Goal of the exercise:
Using the records below, write out again exactly the lines that begin at the line containing "for alias in aliases" and end at the line containing "let mut graph", and no other lines.

'''

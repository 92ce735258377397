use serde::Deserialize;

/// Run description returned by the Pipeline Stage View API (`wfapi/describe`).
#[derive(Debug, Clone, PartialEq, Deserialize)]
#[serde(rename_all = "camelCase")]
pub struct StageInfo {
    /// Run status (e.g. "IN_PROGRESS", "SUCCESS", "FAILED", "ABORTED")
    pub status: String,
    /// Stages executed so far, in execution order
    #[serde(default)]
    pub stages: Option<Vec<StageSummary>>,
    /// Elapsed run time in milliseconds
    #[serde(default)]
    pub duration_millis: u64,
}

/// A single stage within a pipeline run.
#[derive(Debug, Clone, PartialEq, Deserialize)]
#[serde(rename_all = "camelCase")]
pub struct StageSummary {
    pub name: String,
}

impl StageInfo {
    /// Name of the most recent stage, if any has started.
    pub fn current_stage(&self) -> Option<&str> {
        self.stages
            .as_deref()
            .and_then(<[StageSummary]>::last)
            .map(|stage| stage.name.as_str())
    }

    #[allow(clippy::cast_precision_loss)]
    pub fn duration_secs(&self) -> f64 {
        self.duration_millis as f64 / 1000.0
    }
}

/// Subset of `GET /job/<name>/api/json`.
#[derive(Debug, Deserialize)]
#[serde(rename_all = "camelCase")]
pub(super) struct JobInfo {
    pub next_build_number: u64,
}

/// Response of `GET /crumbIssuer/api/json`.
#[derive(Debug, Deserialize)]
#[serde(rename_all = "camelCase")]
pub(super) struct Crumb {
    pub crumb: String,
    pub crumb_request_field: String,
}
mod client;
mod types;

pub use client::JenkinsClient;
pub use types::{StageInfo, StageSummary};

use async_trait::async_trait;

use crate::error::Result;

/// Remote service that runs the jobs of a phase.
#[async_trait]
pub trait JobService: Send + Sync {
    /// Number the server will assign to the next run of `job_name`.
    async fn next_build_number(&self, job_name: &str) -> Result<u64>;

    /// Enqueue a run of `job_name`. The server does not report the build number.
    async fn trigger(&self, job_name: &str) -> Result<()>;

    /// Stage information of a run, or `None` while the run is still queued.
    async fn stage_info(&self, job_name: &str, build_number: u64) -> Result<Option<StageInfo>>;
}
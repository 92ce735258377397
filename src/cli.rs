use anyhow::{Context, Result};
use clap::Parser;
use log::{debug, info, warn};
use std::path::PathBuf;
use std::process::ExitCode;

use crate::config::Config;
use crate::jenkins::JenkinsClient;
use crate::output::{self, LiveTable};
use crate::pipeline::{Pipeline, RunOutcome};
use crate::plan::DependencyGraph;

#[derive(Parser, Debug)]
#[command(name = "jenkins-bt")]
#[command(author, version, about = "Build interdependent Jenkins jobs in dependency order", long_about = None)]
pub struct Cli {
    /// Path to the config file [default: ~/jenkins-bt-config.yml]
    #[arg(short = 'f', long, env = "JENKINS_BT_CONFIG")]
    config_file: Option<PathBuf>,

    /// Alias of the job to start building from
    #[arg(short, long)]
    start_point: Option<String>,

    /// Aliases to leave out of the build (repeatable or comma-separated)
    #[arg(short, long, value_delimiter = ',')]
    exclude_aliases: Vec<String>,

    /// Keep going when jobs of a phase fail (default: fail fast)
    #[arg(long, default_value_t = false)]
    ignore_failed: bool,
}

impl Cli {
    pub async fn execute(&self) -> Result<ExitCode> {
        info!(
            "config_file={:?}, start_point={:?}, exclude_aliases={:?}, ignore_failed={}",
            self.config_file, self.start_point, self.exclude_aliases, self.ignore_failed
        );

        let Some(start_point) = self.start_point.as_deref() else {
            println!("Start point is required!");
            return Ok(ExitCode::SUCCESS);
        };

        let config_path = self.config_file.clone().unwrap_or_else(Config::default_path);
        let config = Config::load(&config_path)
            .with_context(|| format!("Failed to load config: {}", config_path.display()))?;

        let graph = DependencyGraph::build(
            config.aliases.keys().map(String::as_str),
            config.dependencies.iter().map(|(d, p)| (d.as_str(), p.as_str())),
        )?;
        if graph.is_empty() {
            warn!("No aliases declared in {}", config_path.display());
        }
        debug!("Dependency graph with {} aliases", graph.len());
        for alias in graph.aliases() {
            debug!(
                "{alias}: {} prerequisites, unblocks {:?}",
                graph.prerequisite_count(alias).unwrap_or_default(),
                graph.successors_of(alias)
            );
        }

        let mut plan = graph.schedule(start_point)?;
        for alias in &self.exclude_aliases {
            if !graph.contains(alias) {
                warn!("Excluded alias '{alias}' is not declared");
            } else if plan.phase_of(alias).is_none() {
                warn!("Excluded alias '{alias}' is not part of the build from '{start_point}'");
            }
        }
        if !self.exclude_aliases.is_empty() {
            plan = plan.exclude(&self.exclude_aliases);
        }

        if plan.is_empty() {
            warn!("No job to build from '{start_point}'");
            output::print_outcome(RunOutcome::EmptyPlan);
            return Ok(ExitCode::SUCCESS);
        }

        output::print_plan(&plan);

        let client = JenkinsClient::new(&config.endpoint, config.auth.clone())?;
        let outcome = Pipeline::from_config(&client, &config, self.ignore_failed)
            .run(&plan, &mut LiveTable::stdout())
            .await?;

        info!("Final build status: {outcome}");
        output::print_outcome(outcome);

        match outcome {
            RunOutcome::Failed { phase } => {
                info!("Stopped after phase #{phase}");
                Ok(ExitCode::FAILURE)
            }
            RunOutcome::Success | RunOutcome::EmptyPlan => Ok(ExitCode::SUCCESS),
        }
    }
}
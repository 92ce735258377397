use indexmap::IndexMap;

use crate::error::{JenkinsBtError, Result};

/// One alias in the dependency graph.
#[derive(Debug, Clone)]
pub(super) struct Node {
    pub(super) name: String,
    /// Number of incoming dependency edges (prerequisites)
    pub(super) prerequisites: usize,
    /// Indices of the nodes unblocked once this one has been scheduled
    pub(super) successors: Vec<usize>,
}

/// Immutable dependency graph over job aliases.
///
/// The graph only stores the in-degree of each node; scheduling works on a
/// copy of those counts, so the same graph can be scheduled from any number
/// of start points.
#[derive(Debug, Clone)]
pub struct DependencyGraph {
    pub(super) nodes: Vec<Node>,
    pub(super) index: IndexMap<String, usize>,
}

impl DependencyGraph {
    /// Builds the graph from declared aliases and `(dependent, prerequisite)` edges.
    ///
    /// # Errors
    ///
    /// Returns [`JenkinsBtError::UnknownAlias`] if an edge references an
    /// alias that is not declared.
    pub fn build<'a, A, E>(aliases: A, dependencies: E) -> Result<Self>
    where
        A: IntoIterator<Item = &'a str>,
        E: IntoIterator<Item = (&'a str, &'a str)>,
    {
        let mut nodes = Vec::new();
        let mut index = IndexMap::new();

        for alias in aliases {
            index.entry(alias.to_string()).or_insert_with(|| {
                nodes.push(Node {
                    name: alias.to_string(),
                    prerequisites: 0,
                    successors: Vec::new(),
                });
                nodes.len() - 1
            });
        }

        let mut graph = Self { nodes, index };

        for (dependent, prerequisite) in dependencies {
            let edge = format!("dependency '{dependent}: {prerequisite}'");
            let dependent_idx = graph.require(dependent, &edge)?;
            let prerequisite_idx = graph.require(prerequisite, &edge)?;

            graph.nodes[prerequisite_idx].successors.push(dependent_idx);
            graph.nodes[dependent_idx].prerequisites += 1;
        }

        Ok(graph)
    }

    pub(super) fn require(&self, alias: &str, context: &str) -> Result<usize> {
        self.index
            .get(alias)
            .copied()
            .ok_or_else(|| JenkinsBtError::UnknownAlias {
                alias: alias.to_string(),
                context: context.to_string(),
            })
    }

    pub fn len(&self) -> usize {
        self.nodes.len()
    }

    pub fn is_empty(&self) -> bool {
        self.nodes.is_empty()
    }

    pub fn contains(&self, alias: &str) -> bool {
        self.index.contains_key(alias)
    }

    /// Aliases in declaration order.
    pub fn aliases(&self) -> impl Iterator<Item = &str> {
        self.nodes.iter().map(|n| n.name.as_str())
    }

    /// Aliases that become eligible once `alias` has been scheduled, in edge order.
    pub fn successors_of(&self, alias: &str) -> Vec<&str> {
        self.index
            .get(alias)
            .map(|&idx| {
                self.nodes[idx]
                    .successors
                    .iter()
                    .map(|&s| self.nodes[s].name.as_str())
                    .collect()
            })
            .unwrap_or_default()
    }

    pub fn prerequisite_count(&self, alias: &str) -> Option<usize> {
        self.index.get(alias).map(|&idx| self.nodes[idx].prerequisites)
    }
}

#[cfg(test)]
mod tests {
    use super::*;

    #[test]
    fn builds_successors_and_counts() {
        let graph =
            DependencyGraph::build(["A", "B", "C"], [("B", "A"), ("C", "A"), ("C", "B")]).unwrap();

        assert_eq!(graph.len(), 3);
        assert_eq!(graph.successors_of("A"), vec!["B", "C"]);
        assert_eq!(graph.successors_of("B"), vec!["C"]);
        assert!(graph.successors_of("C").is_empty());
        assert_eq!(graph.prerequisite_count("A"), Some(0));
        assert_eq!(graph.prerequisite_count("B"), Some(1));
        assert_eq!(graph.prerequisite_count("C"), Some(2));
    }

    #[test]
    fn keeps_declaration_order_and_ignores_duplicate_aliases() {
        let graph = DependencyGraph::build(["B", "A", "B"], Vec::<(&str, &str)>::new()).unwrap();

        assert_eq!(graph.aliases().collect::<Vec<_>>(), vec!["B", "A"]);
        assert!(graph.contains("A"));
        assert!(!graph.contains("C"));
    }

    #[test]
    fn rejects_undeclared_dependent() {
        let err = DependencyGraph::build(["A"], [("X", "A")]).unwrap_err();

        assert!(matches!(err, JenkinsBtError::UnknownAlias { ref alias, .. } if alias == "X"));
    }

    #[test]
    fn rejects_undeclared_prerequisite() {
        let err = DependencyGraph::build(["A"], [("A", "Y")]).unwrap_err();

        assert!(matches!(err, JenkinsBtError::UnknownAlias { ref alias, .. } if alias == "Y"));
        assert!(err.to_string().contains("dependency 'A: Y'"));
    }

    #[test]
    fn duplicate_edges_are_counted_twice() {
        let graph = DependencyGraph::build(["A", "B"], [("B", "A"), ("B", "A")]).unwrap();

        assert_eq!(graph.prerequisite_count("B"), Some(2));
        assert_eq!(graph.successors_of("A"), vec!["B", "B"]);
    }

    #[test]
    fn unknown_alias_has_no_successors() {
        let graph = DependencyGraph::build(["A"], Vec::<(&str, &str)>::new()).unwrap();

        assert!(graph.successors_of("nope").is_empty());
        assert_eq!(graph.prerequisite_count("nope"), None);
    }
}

'''

Written answer:
        for alias in aliases {
            index.entry(alias.to_string()).or_insert_with(|| {
                nodes.push(Node {
                    name: alias.to_string(),
                    prerequisites: 0,
                    successors: Vec::new(),
                });
                nodes.len() - 1
            });
        }

        let mut graph = Self { nodes, index };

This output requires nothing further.